* **Exercise requirements**: On the basis of the records below, report how many lines contain the word "index". Nothing else should be given.

Saved data entries:

·····

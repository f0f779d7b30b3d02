//! Table and grid component renderers.
//!
//! The table renders one row per record with column widths fitted to the
//! widest cell. The grid renders one card per record: the full name as title
//! followed by labelled fields.

use super::pad;
use crate::ui::viewmodel::{Card, TableView};

/// Gap between table columns.
const COLUMN_GAP: &str = "  ";

/// Renders the column headers and one line per row.
///
/// # Layout
///
/// ```text
/// #   First Name  Last Name  ...
/// 12  Ahmet       Yılmaz     ...
/// ```
pub fn render_table(table: &TableView, out: &mut String) {
    let id_width = table
        .rows
        .iter()
        .map(|row| row.id.map_or(0, |id| id.to_string().len()))
        .max()
        .unwrap_or(0)
        .max(1);

    let widths: Vec<usize> = table
        .columns
        .iter()
        .enumerate()
        .map(|(index, column)| {
            table
                .rows
                .iter()
                .filter_map(|row| row.cells.get(index))
                .map(|cell| cell.chars().count())
                .chain(std::iter::once(column.chars().count()))
                .max()
                .unwrap_or(0)
        })
        .collect();

    let header = table
        .columns
        .iter()
        .zip(&widths)
        .map(|(column, width)| pad(column, *width))
        .collect::<Vec<_>>()
        .join(COLUMN_GAP);
    out.push_str(&format!("{}{COLUMN_GAP}{}\n", pad("#", id_width), header.trim_end()));

    for row in &table.rows {
        let id = row.id.map(|id| id.to_string()).unwrap_or_default();
        let cells = row
            .cells
            .iter()
            .zip(&widths)
            .map(|(cell, width)| pad(cell, *width))
            .collect::<Vec<_>>()
            .join(COLUMN_GAP);
        out.push_str(&format!("{}{COLUMN_GAP}{}\n", pad(&id, id_width), cells.trim_end()));
    }
}

/// Renders each card as a titled block separated by blank lines.
pub fn render_grid(cards: &[Card], out: &mut String) {
    let label_width = cards
        .iter()
        .flat_map(|card| card.fields.iter())
        .map(|(label, _)| label.chars().count())
        .max()
        .unwrap_or(0);

    for (index, card) in cards.iter().enumerate() {
        if index > 0 {
            out.push('\n');
        }
        let id = card.id.map(|id| format!(" #{id}")).unwrap_or_default();
        out.push_str(&format!("{}{id}\n", card.title));
        for (label, value) in &card.fields {
            out.push_str(&format!("  {}  {value}\n", pad(label, label_width)));
        }
    }
}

·····

* **Completed exercise**: 4